- Aim of the exercise
Lines with the word "async": copy all of them from the entries below.

[Data under study Boundary: Start]

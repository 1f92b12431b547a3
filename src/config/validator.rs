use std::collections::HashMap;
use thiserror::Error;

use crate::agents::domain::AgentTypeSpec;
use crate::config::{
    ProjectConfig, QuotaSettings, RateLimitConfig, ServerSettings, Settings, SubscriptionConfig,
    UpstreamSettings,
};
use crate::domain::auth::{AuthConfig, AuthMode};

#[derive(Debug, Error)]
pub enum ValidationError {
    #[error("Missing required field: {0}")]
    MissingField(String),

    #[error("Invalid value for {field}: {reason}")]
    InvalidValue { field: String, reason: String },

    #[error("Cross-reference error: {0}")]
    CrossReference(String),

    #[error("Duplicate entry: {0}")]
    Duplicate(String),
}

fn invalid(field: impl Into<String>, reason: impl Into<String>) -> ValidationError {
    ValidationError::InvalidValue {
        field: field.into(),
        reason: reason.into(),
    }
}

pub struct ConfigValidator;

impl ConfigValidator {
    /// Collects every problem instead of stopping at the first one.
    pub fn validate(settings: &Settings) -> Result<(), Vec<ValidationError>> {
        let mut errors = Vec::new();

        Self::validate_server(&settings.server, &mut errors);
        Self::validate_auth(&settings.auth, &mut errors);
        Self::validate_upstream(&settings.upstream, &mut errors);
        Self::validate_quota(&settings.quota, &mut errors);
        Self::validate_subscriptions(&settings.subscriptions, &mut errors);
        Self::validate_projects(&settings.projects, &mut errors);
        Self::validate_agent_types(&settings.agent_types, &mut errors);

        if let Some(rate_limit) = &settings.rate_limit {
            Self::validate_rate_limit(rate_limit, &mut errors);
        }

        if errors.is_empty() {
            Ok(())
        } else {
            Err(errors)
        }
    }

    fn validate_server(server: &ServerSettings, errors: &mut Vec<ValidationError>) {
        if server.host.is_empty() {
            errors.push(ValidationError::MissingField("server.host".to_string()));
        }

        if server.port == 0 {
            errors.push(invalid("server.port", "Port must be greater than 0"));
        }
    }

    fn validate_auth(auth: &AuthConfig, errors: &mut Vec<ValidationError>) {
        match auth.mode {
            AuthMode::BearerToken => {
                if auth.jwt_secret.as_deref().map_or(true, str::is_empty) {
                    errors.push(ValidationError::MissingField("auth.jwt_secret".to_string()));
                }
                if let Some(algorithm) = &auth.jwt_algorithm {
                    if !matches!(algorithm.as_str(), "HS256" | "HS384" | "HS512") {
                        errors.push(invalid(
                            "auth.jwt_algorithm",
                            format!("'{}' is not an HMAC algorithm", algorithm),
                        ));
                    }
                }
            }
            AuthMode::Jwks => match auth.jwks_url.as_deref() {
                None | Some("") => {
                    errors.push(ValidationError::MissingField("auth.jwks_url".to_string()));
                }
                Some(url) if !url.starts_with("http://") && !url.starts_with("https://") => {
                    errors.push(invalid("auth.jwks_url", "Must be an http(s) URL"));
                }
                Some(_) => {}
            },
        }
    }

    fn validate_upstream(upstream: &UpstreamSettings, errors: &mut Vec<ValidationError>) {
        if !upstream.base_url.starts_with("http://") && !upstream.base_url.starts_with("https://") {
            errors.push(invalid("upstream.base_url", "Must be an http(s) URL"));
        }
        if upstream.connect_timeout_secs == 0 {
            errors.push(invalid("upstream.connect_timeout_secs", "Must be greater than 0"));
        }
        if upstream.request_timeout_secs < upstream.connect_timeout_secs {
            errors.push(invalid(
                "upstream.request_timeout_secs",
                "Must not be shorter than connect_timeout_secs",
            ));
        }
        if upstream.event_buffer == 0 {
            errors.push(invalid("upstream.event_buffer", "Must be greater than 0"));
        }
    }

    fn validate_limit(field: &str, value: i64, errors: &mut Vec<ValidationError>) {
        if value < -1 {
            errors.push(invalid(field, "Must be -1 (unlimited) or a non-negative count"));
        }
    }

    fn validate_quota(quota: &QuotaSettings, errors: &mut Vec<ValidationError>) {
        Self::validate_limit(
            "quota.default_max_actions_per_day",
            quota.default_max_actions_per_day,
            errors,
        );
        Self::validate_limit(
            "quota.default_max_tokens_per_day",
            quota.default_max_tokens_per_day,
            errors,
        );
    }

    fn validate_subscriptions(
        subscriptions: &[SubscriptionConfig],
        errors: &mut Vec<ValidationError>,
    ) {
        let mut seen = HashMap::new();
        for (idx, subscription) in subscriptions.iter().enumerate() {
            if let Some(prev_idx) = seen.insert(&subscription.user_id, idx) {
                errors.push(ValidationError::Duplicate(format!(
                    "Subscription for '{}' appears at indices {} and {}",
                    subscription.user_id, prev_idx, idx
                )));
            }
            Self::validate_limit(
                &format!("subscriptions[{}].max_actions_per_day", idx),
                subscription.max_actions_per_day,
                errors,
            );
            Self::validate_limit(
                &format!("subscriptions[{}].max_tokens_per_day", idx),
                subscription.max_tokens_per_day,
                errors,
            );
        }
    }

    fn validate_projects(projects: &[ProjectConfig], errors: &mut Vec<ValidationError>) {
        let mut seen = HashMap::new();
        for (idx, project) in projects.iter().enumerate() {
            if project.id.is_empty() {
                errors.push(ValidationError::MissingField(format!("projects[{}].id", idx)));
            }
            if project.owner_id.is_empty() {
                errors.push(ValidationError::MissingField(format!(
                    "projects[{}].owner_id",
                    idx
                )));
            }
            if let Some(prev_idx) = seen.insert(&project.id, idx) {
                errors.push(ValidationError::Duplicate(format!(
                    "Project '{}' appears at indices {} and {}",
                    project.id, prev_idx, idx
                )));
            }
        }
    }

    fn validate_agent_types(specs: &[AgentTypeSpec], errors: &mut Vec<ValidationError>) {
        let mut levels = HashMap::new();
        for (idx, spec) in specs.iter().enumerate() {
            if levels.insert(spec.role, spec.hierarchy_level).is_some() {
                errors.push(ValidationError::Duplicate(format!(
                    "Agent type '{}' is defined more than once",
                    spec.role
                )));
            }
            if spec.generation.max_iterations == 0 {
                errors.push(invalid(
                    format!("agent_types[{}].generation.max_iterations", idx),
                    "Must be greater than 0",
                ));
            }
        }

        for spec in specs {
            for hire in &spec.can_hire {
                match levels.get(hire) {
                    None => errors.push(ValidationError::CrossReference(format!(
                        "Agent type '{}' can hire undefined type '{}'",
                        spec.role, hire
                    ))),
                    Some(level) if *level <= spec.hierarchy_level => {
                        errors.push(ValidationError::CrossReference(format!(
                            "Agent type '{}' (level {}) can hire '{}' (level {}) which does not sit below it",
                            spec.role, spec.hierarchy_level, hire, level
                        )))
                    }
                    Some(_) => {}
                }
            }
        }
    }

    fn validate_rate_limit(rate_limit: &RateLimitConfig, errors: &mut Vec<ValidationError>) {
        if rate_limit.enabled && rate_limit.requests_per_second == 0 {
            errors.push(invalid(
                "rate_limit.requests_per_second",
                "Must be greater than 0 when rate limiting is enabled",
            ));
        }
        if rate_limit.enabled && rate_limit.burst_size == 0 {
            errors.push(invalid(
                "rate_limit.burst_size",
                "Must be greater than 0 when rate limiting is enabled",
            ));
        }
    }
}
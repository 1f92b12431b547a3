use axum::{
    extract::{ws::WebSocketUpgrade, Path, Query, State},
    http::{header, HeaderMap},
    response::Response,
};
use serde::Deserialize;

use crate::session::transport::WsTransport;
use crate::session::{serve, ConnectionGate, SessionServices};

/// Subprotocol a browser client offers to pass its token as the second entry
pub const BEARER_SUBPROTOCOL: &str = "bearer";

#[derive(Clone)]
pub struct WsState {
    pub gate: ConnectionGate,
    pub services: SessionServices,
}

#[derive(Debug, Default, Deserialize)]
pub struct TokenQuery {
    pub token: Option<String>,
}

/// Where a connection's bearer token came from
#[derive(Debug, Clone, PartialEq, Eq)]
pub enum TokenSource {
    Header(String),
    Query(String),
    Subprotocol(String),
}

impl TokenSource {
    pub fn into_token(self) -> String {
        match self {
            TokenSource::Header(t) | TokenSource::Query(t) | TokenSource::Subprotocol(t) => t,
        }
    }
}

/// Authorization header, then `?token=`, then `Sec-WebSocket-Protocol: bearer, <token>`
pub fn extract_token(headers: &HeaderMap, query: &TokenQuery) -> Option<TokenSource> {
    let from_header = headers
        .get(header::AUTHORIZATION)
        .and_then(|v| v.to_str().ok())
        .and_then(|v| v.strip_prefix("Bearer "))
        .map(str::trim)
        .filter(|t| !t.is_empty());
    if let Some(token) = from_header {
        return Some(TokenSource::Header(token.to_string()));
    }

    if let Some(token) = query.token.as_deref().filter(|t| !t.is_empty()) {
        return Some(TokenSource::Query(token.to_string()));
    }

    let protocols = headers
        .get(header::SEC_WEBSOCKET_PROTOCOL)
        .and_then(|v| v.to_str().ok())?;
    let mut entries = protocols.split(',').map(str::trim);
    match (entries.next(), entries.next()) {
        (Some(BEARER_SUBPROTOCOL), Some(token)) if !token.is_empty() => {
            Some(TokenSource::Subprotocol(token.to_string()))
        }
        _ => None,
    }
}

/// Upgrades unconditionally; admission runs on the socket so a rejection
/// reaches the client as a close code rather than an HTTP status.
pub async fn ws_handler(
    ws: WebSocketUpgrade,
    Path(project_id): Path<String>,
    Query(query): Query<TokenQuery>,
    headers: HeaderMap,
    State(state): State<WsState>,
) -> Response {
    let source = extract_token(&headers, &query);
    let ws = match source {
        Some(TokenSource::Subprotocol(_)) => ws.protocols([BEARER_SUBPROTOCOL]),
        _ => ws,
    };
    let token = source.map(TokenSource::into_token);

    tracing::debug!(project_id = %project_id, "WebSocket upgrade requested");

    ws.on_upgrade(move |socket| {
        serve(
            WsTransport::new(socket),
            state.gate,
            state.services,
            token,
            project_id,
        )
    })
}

[Data under study Boundary: End]
[Data under study Boundary: Start]

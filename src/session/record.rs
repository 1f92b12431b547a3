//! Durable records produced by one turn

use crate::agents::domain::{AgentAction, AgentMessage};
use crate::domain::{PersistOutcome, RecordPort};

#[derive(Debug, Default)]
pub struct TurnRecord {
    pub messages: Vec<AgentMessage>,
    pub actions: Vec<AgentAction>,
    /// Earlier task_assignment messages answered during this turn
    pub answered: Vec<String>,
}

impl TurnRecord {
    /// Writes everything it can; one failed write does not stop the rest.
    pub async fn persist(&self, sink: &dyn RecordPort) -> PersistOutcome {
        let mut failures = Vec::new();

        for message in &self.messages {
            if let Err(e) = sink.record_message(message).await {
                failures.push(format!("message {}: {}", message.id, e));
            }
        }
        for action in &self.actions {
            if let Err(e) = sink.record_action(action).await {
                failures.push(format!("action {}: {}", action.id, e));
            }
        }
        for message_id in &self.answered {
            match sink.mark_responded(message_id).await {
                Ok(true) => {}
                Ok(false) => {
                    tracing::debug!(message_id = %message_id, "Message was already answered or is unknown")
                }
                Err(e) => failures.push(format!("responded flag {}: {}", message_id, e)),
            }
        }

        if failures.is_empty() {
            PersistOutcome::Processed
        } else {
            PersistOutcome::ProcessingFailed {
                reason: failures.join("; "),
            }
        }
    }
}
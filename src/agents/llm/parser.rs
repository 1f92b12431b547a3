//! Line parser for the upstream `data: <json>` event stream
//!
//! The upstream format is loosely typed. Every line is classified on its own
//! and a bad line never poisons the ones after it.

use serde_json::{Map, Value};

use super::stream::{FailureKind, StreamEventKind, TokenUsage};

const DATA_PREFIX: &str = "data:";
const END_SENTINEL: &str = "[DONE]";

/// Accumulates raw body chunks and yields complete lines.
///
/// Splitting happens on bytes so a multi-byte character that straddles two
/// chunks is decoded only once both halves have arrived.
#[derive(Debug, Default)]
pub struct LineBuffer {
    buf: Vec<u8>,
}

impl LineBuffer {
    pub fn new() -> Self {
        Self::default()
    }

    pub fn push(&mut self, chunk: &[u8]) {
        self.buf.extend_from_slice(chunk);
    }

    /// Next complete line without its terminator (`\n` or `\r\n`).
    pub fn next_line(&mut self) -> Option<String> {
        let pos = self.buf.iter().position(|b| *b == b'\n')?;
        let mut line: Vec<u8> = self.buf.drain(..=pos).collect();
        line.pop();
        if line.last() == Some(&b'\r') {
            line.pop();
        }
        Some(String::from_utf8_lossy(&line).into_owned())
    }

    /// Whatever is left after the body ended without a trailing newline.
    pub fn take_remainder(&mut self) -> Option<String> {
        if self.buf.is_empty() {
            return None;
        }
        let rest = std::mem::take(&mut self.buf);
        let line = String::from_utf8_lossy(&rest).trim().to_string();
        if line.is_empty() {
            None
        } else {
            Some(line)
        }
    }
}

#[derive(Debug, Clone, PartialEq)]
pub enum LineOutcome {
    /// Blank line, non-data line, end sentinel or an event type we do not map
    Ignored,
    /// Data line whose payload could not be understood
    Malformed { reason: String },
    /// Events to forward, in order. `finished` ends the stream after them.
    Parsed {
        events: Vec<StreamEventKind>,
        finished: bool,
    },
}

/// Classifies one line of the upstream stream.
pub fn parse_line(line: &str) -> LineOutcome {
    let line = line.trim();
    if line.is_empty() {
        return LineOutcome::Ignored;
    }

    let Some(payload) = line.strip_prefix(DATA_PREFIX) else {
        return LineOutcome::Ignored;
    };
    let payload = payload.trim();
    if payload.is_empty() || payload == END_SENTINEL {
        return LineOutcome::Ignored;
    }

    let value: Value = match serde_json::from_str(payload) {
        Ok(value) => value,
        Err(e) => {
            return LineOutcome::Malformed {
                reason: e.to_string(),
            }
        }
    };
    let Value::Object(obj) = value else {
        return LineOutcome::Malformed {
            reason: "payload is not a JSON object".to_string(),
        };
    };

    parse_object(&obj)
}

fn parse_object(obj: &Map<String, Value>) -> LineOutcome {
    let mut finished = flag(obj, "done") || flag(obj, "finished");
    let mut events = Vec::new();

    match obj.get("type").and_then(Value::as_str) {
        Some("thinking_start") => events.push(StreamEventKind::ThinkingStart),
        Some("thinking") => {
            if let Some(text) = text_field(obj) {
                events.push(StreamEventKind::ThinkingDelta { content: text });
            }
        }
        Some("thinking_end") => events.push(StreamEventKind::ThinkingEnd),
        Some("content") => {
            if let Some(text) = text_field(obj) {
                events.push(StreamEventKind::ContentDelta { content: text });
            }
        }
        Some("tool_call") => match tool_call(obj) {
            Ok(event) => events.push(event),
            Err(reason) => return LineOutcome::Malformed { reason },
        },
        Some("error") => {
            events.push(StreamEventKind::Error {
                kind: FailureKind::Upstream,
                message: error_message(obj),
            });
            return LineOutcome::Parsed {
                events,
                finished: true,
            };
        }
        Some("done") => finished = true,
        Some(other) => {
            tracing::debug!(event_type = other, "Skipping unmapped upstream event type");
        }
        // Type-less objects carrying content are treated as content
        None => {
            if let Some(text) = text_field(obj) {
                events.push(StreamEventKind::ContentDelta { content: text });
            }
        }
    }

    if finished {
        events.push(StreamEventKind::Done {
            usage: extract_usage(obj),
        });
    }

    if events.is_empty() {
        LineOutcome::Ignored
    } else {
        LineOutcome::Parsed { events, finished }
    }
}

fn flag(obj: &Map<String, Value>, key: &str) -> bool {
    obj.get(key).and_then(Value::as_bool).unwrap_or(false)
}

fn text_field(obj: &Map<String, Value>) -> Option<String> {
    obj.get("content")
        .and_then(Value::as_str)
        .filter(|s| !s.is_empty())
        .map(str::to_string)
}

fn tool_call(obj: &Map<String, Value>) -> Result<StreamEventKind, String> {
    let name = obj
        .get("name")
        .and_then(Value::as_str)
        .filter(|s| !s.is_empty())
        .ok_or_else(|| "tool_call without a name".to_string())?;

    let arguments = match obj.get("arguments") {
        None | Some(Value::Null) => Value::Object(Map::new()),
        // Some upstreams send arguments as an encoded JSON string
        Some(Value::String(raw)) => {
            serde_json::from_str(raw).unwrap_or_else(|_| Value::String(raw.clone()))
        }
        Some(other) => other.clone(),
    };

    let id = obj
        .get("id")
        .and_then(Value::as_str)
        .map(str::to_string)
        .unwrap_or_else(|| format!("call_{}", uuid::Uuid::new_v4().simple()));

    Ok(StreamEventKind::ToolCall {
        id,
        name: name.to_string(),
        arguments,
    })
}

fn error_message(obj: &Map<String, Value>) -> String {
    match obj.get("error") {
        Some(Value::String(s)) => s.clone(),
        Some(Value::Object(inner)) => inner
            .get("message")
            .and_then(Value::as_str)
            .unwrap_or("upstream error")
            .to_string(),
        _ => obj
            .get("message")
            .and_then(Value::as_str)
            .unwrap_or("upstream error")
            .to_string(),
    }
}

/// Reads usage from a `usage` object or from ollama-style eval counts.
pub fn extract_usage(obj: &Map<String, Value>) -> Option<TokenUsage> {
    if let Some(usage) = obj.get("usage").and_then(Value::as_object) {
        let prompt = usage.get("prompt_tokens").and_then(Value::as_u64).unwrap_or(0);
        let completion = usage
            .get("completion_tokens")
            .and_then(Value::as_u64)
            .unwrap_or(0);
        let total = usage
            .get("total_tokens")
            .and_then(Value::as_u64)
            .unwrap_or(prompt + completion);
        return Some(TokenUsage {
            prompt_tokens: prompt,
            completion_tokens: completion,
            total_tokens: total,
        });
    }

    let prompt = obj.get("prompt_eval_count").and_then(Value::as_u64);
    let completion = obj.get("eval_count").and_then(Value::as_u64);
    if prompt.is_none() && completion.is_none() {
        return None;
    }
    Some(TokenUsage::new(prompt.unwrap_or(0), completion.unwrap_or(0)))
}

[Data under study Boundary: End]
[Data under study Boundary: Start]

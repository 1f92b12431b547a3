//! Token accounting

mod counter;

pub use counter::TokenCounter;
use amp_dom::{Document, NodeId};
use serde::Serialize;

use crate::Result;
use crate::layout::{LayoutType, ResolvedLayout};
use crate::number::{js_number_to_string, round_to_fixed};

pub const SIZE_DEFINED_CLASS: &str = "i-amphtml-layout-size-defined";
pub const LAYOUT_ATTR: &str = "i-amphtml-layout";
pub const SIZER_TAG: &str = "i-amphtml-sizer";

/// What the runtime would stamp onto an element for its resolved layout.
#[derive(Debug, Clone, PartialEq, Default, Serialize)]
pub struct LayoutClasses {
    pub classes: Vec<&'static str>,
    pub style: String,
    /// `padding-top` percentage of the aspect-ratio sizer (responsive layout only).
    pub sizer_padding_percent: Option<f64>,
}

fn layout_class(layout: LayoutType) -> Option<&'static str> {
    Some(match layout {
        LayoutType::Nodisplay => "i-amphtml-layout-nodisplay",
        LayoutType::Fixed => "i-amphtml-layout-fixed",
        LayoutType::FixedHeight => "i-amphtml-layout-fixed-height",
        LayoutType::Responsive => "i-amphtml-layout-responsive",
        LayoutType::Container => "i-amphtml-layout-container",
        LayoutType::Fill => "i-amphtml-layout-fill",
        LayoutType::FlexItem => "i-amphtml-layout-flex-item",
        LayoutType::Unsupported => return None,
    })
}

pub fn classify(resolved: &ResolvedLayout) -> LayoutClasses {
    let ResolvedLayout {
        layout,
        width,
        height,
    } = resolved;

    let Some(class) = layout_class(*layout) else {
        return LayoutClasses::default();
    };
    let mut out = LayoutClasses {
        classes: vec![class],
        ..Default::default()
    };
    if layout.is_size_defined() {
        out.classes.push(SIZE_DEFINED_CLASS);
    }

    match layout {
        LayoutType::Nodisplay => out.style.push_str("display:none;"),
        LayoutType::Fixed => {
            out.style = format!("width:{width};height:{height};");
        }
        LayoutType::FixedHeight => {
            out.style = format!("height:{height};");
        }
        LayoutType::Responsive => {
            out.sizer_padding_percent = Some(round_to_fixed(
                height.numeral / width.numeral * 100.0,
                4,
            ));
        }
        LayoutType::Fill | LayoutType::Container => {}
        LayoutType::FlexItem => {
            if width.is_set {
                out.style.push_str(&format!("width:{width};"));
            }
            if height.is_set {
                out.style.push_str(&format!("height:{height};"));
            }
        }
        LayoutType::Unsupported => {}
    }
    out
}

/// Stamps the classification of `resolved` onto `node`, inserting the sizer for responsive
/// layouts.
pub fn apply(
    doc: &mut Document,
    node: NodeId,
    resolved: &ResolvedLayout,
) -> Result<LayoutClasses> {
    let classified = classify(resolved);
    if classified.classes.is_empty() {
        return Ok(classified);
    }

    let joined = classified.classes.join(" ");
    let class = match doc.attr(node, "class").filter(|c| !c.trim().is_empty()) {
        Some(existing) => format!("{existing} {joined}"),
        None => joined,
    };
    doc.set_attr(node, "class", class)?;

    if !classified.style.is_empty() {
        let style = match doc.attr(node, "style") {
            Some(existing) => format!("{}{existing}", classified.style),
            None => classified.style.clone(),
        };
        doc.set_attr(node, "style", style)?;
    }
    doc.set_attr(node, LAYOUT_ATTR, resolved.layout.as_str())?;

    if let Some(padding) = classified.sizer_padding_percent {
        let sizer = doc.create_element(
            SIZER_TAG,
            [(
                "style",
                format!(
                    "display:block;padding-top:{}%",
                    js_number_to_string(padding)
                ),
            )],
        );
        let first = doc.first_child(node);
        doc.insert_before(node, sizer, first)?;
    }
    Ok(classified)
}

[Data under study Boundary: End]

- Your solution
pub async fn ws_handler(
    pub async fn persist(&self, sink: &dyn RecordPort) -> PersistOutcome {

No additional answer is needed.